Updated: Jan 12, 2022

  • Timing of snowmelt runoff affects river ecology, trout behavior, fishing experience, and mid-summer streamflow in natural and regulated river reaches.

  • Runoff timing is most strongly influenced by April-June temperatures (warmer = earlier runoff) and April 1 snow-water-equivalent (SWE; more snow = later runoff).

  • Since 1930, runoff timing in the upper Henry’s Fork has displayed a parabolic (upside-down “U”) trend over time, with the latest runoff occurring in the 1970s.

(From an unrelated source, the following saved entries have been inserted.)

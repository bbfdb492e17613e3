//! HTTP request payloads and query strings.
//!
//! These mirror the JSON the API has always accepted (`type` rather than
//! `businessType`, snake_case paging keys) and convert into domain types.

use serde::Deserialize;

use crate::domain::models::{
    BusinessId, BusinessListQuery, BusinessUpdate, FieldCombinator, ListSort, NewBusiness,
    PageRequest, SearchFilter, SearchRequest, StaffListQuery, StaffPageQuery, StaffRegistration,
    StaffUpdate, BUSINESS_SORT_COLUMNS, STAFF_SORT_COLUMNS,
};

/// Body of `POST /business/create` and `PUT /business/update/:id`.
#[derive(Debug, Clone, Default, Deserialize)]
#[serde(default)]
pub struct BusinessPayload {
    pub name: Option<String>,
    pub description: Option<String>,
    pub address: Option<String>,
    #[serde(rename = "type", alias = "businessType", alias = "business_type")]
    pub business_type: Option<String>,
    pub status: Option<String>,
}

impl From<BusinessPayload> for NewBusiness {
    fn from(payload: BusinessPayload) -> Self {
        NewBusiness {
            name: payload.name.unwrap_or_default(),
            description: payload.description.unwrap_or_default(),
            address: payload.address.unwrap_or_default(),
            business_type: payload.business_type.unwrap_or_default(),
            status: payload.status.unwrap_or_default(),
            worker_name: String::new(),
        }
    }
}

impl From<BusinessPayload> for BusinessUpdate {
    fn from(payload: BusinessPayload) -> Self {
        BusinessUpdate {
            name: payload.name,
            description: payload.description,
            address: payload.address,
            business_type: payload.business_type,
            status: payload.status,
        }
    }
}

/// Treats `?name=` the same as an absent parameter.
fn present(value: Option<String>) -> Option<String> {
    value
        .map(|v| v.trim().to_string())
        .filter(|v| !v.is_empty())
}

#[derive(Debug, Clone, Default, Deserialize)]
#[serde(default)]
pub struct BusinessListParams {
    pub name: Option<String>,
    pub description: Option<String>,
    pub address: Option<String>,
    #[serde(rename = "type")]
    pub business_type: Option<String>,
    pub status: Option<String>,
    pub worker_name: Option<String>,
    pub page: Option<i64>,
    pub page_size: Option<i64>,
    pub sort: Option<String>,
}

impl From<BusinessListParams> for BusinessListQuery {
    fn from(params: BusinessListParams) -> Self {
        BusinessListQuery {
            name: present(params.name),
            description: present(params.description),
            address: present(params.address),
            business_type: present(params.business_type),
            status: present(params.status),
            worker_name: present(params.worker_name),
            page: PageRequest::new(params.page, params.page_size),
            sort: ListSort::parse_or_default(params.sort.as_deref(), BUSINESS_SORT_COLUMNS),
        }
    }
}

/// Body of `POST /staff/create`.
#[derive(Debug, Clone, Default, Deserialize)]
#[serde(default)]
pub struct StaffPayload {
    pub username: String,
    pub password: String,
    pub fullname: String,
    pub email: String,
    pub role: String,
    #[serde(alias = "businessId")]
    pub business_id: Option<BusinessId>,
}

impl From<StaffPayload> for StaffRegistration {
    fn from(payload: StaffPayload) -> Self {
        StaffRegistration {
            username: payload.username,
            password: payload.password,
            fullname: payload.fullname,
            email: payload.email,
            role: payload.role,
            business_id: payload.business_id,
        }
    }
}

/// Body of `PUT /staff/update/:id`.
#[derive(Debug, Clone, Default, Deserialize)]
#[serde(default)]
pub struct StaffUpdatePayload {
    pub username: Option<String>,
    pub fullname: Option<String>,
    pub email: Option<String>,
    pub role: Option<String>,
    #[serde(alias = "businessId")]
    pub business_id: Option<BusinessId>,
}

impl From<StaffUpdatePayload> for StaffUpdate {
    fn from(payload: StaffUpdatePayload) -> Self {
        StaffUpdate {
            username: payload.username,
            fullname: payload.fullname,
            email: payload.email,
            role: payload.role,
            business_id: payload.business_id,
        }
    }
}

#[derive(Debug, Clone, Default, Deserialize)]
#[serde(default)]
pub struct StaffListParams {
    pub username: Option<String>,
    pub email: Option<String>,
    pub role: Option<String>,
    pub business_id: Option<BusinessId>,
    pub page: Option<i64>,
    pub page_size: Option<i64>,
    pub sort: Option<String>,
}

impl From<StaffListParams> for StaffListQuery {
    fn from(params: StaffListParams) -> Self {
        StaffListQuery {
            username: present(params.username),
            email: present(params.email),
            role: present(params.role),
            business_id: params.business_id,
            page: PageRequest::new(params.page, params.page_size),
            sort: ListSort::parse_or_default(params.sort.as_deref(), STAFF_SORT_COLUMNS),
        }
    }
}

#[derive(Debug, Clone, Default, Deserialize)]
#[serde(default)]
pub struct StaffPageParams {
    pub keyword: Option<String>,
    pub page: Option<i64>,
    pub page_size: Option<i64>,
    pub sort: Option<String>,
}

impl From<StaffPageParams> for StaffPageQuery {
    fn from(params: StaffPageParams) -> Self {
        StaffPageQuery {
            keyword: present(params.keyword),
            page: PageRequest::new(params.page, params.page_size),
            sort: ListSort::parse_or_default(params.sort.as_deref(), STAFF_SORT_COLUMNS),
        }
    }
}

/// Body of the search endpoints.
#[derive(Debug, Clone, Default, Deserialize)]
#[serde(default)]
pub struct SearchPayload {
    pub index: Option<String>,
    pub page: Option<i64>,
    pub size: Option<i64>,
    /// `field:direction`
    pub sort: Option<String>,
    pub filters: SearchFilter,
    #[serde(rename = "_source")]
    pub source: Vec<String>,
    pub combinator: FieldCombinator,
}

impl SearchPayload {
    /// Normalizes paging and falls back to `default_index` when no index was named.
    pub fn into_request(self, default_index: &str) -> SearchRequest {
        let index = present(self.index).unwrap_or_else(|| default_index.to_string());

        let request = SearchRequest::new(index, self.page, self.size)
            .with_filters(self.filters)
            .with_source(self.source)
            .with_combinator(self.combinator);

        match present(self.sort) {
            Some(sort) => request.with_sort(sort),
            None => request,
        }
    }
}
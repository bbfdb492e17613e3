mod adapters;
mod app_state;
mod config;
mod domain;
mod factory;
mod router;
mod routes;

use anyhow::Context;
use sqlx::postgres::PgPoolOptions;
use tokio::net::TcpListener;
use tracing_subscriber::{fmt, layer::SubscriberExt, util::SubscriberInitExt, EnvFilter};

use crate::domain::ports::outbound::DocumentIndex;

#[tokio::main]
async fn main() -> anyhow::Result<()> {
    dotenvy::dotenv().ok();

    tracing_subscriber::registry()
        .with(
            EnvFilter::try_from_default_env()
                .unwrap_or_else(|_| "info,business_api=debug,tower_http=debug".into()),
        )
        .with(fmt::layer().with_timer(fmt::time::LocalTime::rfc_3339()))
        .init();

    let settings = config::read_config().context("failed to read configuration")?;

    let pool = PgPoolOptions::new()
        .max_connections(settings.database.max_connections)
        .acquire_timeout(settings.database.query_timeout())
        .connect_with(settings.database.with_db())
        .await
        .context("failed to connect to Postgres")?;

    sqlx::migrate!("./migrations")
        .run(&pool)
        .await
        .context("failed to run database migrations")?;

    let index = factory::create_document_index(&settings)?;
    match index.ping().await {
        Ok(()) => tracing::info!(url = %settings.search.url, "search index reachable"),
        // Search endpoints fail until it comes up; CRUD keeps working.
        Err(err) => tracing::warn!(url = %settings.search.url, "search index unreachable: {}", err),
    }

    let app_state = factory::create_app_state(pool, index, &settings);
    let app = router::create(app_state, &settings.application.app_url);

    let addr = format!("{}:{}", settings.application.host, settings.application.port);
    let listener = TcpListener::bind(&addr)
        .await
        .with_context(|| format!("failed to bind {addr}"))?;
    tracing::info!(
        environment = %settings.application.environment,
        "listening on {}",
        listener.local_addr()?
    );

    axum::serve(listener, app).await?;
    Ok(())
}
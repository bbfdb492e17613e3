use std::sync::Arc;

use async_trait::async_trait;
use tracing::{info, instrument};

use crate::domain::{
    ingestion::{
        generate_businesses, CancellationSignal, IngestionConfig, IngestionPipeline,
        IngestionReport,
    },
    models::{Business, BusinessId, BusinessListQuery, BusinessUpdate, NewBusiness, Page},
    ports::{
        inbound::BusinessService,
        outbound::{BusinessRepository, RepositoryError, StaffRepository},
    },
    BusinessError,
};

pub struct BusinessServiceImpl<B, S> {
    businesses: Arc<B>,
    staff: Arc<S>,
    ingestion: IngestionConfig,
}

impl<B, S> BusinessServiceImpl<B, S> {
    pub fn new(businesses: Arc<B>, staff: Arc<S>, ingestion: IngestionConfig) -> Self {
        Self {
            businesses,
            staff,
            ingestion,
        }
    }
}

fn repository_error(err: RepositoryError, id: Option<BusinessId>) -> BusinessError {
    match (err, id) {
        (RepositoryError::NotFound(_), Some(id)) => BusinessError::NotFound(id),
        (err, _) => BusinessError::Storage(err.to_string()),
    }
}

#[async_trait]
impl<B: BusinessRepository, S: StaffRepository> BusinessService for BusinessServiceImpl<B, S> {
    async fn create_business(&self, business: NewBusiness) -> Result<Business, BusinessError> {
        if business.name.trim().is_empty() {
            return Err(BusinessError::invalid("name is required"));
        }

        self.businesses
            .create(&business, None)
            .await
            .map_err(|e| repository_error(e, None))
    }

    #[instrument(skip_all, fields(total = self.ingestion.total))]
    async fn create_generated_businesses(
        &self,
        cancel: CancellationSignal,
    ) -> Result<IngestionReport, BusinessError> {
        let generated = generate_businesses(&mut rand::thread_rng(), self.ingestion.total);
        info!(count = generated.len(), "Generated synthetic businesses");

        let pipeline = IngestionPipeline::new(Arc::clone(&self.businesses), self.ingestion.clone());
        Ok(pipeline.run(generated, cancel).await)
    }

    async fn get_business(&self, id: BusinessId) -> Result<Business, BusinessError> {
        let mut business = self
            .businesses
            .get_one(id, None)
            .await
            .map_err(|e| repository_error(e, Some(id)))?;

        business.staffs = self
            .staff
            .list_by_business(id, None)
            .await
            .map_err(|e| repository_error(e, None))?;

        Ok(business)
    }

    async fn get_business_with_staffs(&self, id: BusinessId) -> Result<Business, BusinessError> {
        self.businesses
            .get_one_with_staffs(id, None)
            .await
            .map_err(|e| repository_error(e, Some(id)))
    }

    async fn list_businesses(
        &self,
        query: BusinessListQuery,
    ) -> Result<Page<Business>, BusinessError> {
        let mut page = self
            .businesses
            .list(&query, None)
            .await
            .map_err(|e| repository_error(e, None))?;

        for business in &mut page.data {
            business.staffs = self
                .staff
                .list_by_business(business.id, None)
                .await
                .map_err(|e| repository_error(e, None))?;
        }

        Ok(page)
    }

    async fn list_businesses_with_staffs(
        &self,
        query: BusinessListQuery,
    ) -> Result<Page<Business>, BusinessError> {
        self.businesses
            .list_with_staffs(&query, None)
            .await
            .map_err(|e| repository_error(e, None))
    }

    async fn update_business(
        &self,
        id: BusinessId,
        update: BusinessUpdate,
    ) -> Result<Business, BusinessError> {
        if update.name.as_deref().is_some_and(|n| n.trim().is_empty()) {
            return Err(BusinessError::invalid("name must not be empty"));
        }

        let mut tx = self
            .businesses
            .begin()
            .await
            .map_err(|e| repository_error(e, None))?;

        let mut business = self
            .businesses
            .get_one(id, Some(&mut tx))
            .await
            .map_err(|e| repository_error(e, Some(id)))?;
        update.apply(&mut business);

        let updated = self
            .businesses
            .update(&business, Some(&mut tx))
            .await
            .map_err(|e| repository_error(e, Some(id)))?;

        self.businesses
            .commit(tx)
            .await
            .map_err(|e| repository_error(e, None))?;

        Ok(updated)
    }

    async fn delete_business(&self, id: BusinessId) -> Result<(), BusinessError> {
        self.businesses
            .delete(id, None)
            .await
            .map_err(|e| repository_error(e, Some(id)))
    }
}

#[cfg(test)]
mod tests {
    use uuid::Uuid;

    use super::*;
    use crate::adapters::outbound::mock::{MockBusinessRepository, MockStaffRepository, MockStore};
    use crate::domain::{
        models::{NewStaff, PageRequest},
        StaffPassword,
    };

    type Service = BusinessServiceImpl<MockBusinessRepository, MockStaffRepository>;

    fn service(store: Arc<MockStore>, ingestion: IngestionConfig) -> Service {
        BusinessServiceImpl::new(
            Arc::new(MockBusinessRepository::new(Arc::clone(&store))),
            Arc::new(MockStaffRepository::new(store)),
            ingestion,
        )
    }

    fn acme() -> NewBusiness {
        NewBusiness {
            name: "Acme".to_string(),
            address: "1 Main St".to_string(),
            business_type: "type1".to_string(),
            status: "active".to_string(),
            ..Default::default()
        }
    }

    async fn add_staff(store: &Arc<MockStore>, business_id: BusinessId, username: &str) {
        MockStaffRepository::new(Arc::clone(store))
            .create(
                &NewStaff {
                    username: username.to_string(),
                    password: StaffPassword::hash("secret1"),
                    fullname: format!("{username} fullname"),
                    email: format!("{username}@example.com"),
                    role: "staff".to_string(),
                    business_id,
                },
                None,
            )
            .await
            .unwrap();
    }

    #[tokio::test]
    async fn create_requires_a_name() {
        let service = service(MockStore::new(), IngestionConfig::default());
        let err = service
            .create_business(NewBusiness::default())
            .await
            .unwrap_err();
        assert!(matches!(err, BusinessError::InvalidInput(_)));
    }

    #[tokio::test]
    async fn get_one_attaches_staff_in_both_variants() {
        let store = MockStore::new();
        let service = service(Arc::clone(&store), IngestionConfig::default());
        let created = service.create_business(acme()).await.unwrap();
        add_staff(&store, created.id, "ada").await;
        add_staff(&store, created.id, "grace").await;

        let v1 = service.get_business(created.id).await.unwrap();
        let v2 = service.get_business_with_staffs(created.id).await.unwrap();
        assert_eq!(v1.staffs.len(), 2);
        assert_eq!(v1, v2);
    }

    #[tokio::test]
    async fn missing_business_is_not_found() {
        let service = service(MockStore::new(), IngestionConfig::default());
        let id = BusinessId::new(Uuid::new_v4());

        assert!(matches!(
            service.get_business(id).await,
            Err(BusinessError::NotFound(missing)) if missing == id
        ));
        assert!(matches!(
            service.update_business(id, BusinessUpdate::default()).await,
            Err(BusinessError::NotFound(_))
        ));
        assert!(matches!(
            service.delete_business(id).await,
            Err(BusinessError::NotFound(_))
        ));
    }

    #[tokio::test]
    async fn update_copies_supplied_fields() {
        let service = service(MockStore::new(), IngestionConfig::default());
        let created = service.create_business(acme()).await.unwrap();

        let updated = service
            .update_business(
                created.id,
                BusinessUpdate {
                    status: Some("closed".to_string()),
                    ..Default::default()
                },
            )
            .await
            .unwrap();

        assert_eq!(updated.status, "closed");
        assert_eq!(updated.name, "Acme");
        assert_eq!(service.get_business(created.id).await.unwrap().status, "closed");
    }

    #[tokio::test]
    async fn delete_cascades_to_staff() {
        let store = MockStore::new();
        let service = service(Arc::clone(&store), IngestionConfig::default());
        let created = service.create_business(acme()).await.unwrap();
        add_staff(&store, created.id, "ada").await;

        service.delete_business(created.id).await.unwrap();
        assert!(store.staff().is_empty());
    }

    #[tokio::test]
    async fn list_filters_and_attaches_staff() {
        let store = MockStore::new();
        let service = service(Arc::clone(&store), IngestionConfig::default());
        let acme = service.create_business(acme()).await.unwrap();
        service
            .create_business(NewBusiness {
                name: "Globex".to_string(),
                ..Default::default()
            })
            .await
            .unwrap();
        add_staff(&store, acme.id, "ada").await;

        let query = BusinessListQuery {
            name: Some("Acme".to_string()),
            page: PageRequest::default(),
            ..Default::default()
        };
        let page = service.list_businesses(query.clone()).await.unwrap();
        assert_eq!(page.meta.total, 1);
        assert_eq!(page.data[0].staffs.len(), 1);

        let preloaded = service.list_businesses_with_staffs(query).await.unwrap();
        assert_eq!(preloaded.data, page.data);
    }

    #[tokio::test]
    async fn generated_businesses_are_persisted_with_worker_labels() {
        let store = MockStore::new();
        let service = service(
            Arc::clone(&store),
            IngestionConfig {
                total: 95,
                workers: 4,
                batch_size: 10,
            },
        );

        let report = service
            .create_generated_businesses(CancellationSignal::never())
            .await
            .unwrap();

        assert!(report.is_complete());
        assert_eq!(report.persisted(), 95);
        assert!(store
            .businesses()
            .iter()
            .all(|b| b.worker_name.starts_with("worker")));
    }
}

  • Date of 30-day peak streamflow in the upper Henry’s Fork in 2015 and 2016 ranked 2nd and 9th earliest, respectively, in the last 87 years. Earliest runoff on record occurred in 1934.

  • Over the past 30 years, mean April-June temperature at the watershed’s snow survey sites has warmed at 1.29°F per decade. All other factors being equal, this moves the 30-day peak flow window 5.4 days earlier each decade. Global climate models and data predict continued warming over the next few decades, so we can expect continued earlier runoff.

  • Runoff timing is poorly predicted by conditions in the month of March, so it is too early to make precise predictions of runoff timing in 2017. However, rapid loss of low- and mid-elevation snow since March 10 is greatly reducing the amount of snow on the ground. Thus, we are sure that runoff will be earlier than I would have predicted two weeks ago. Streamflow conditions will most likely be better than last year but not nearly as good as they could have been had the robust early-March snowpack stuck around until the beginning of April.

In this blog, I present a large amount of quantitative information about runoff timing in the Henry’s Fork watershed. The blog is divided into the following sections:

  1. Quick update on current SWE conditions in the watershed.

  2. Importance of runoff timing.

  3. Methods of quantifying runoff timing.

  4. Data sources.

  5. Climatic variables that determine runoff timing.

  6. Trends in runoff timing and climate.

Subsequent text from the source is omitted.